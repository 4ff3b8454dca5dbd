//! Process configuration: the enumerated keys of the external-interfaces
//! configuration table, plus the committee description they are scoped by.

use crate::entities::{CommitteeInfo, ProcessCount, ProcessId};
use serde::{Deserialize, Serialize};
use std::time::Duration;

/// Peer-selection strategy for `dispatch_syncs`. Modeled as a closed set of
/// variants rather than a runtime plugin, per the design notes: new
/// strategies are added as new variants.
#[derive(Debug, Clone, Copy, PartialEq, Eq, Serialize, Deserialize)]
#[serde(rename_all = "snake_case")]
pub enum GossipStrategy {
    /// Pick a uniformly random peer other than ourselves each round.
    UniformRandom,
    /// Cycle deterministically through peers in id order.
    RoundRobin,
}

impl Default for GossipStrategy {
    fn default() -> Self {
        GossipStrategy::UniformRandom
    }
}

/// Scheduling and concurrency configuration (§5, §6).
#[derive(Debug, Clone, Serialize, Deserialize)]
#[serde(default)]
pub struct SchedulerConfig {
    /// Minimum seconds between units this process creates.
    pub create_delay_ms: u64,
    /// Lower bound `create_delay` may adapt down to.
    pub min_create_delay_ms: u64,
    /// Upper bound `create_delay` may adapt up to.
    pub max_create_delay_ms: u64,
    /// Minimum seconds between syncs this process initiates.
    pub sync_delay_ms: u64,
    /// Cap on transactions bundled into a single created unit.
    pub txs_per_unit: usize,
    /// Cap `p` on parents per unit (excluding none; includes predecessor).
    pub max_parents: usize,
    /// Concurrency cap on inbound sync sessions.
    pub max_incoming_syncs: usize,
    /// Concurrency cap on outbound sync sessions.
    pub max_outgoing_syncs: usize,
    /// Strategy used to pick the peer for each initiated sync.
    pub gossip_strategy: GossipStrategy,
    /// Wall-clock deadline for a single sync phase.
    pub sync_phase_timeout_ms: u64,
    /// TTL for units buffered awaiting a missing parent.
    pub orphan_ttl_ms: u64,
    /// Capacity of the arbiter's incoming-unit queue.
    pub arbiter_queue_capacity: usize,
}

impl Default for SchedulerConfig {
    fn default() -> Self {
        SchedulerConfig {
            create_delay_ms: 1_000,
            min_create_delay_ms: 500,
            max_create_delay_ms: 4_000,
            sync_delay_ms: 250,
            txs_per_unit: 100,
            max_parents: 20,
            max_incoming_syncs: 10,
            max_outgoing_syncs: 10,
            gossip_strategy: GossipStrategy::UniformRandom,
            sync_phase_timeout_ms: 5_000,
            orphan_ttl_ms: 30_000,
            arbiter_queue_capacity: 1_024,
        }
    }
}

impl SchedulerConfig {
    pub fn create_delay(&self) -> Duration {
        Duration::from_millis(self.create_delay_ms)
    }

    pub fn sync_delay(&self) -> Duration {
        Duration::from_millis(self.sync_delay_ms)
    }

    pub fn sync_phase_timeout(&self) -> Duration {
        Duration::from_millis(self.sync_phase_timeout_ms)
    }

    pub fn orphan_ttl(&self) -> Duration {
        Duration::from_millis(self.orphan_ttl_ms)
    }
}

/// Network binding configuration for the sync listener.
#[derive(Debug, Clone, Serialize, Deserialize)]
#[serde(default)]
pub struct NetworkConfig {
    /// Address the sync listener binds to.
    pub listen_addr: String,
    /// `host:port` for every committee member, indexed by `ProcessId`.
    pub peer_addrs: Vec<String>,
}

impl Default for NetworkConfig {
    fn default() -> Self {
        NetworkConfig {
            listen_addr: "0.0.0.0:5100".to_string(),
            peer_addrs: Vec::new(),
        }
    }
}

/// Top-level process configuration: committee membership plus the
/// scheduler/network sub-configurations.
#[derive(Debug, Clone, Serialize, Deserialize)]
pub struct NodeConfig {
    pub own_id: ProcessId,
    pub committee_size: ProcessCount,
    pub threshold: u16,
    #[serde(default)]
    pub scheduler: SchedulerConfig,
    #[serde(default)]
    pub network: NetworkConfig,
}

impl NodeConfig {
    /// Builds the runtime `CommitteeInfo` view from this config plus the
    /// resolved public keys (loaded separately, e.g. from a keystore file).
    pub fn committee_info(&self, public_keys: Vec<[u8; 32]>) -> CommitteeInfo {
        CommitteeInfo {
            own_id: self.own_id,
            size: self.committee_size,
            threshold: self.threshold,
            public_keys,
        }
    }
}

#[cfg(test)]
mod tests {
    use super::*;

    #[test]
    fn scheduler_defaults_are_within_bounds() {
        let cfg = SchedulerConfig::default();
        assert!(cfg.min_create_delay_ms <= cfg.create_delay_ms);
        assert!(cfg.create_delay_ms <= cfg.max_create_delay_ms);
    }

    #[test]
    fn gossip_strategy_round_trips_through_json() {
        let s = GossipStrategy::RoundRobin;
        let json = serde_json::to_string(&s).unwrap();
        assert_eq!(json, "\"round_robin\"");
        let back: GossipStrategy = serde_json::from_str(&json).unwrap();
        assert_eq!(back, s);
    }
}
********************
THE TASK: From the records, copy every line that has the string "back" in it.

TASK OUTPUT:
        let back: GossipStrategy = serde_json::from_str(&json).unwrap();
        assert_eq!(back, s);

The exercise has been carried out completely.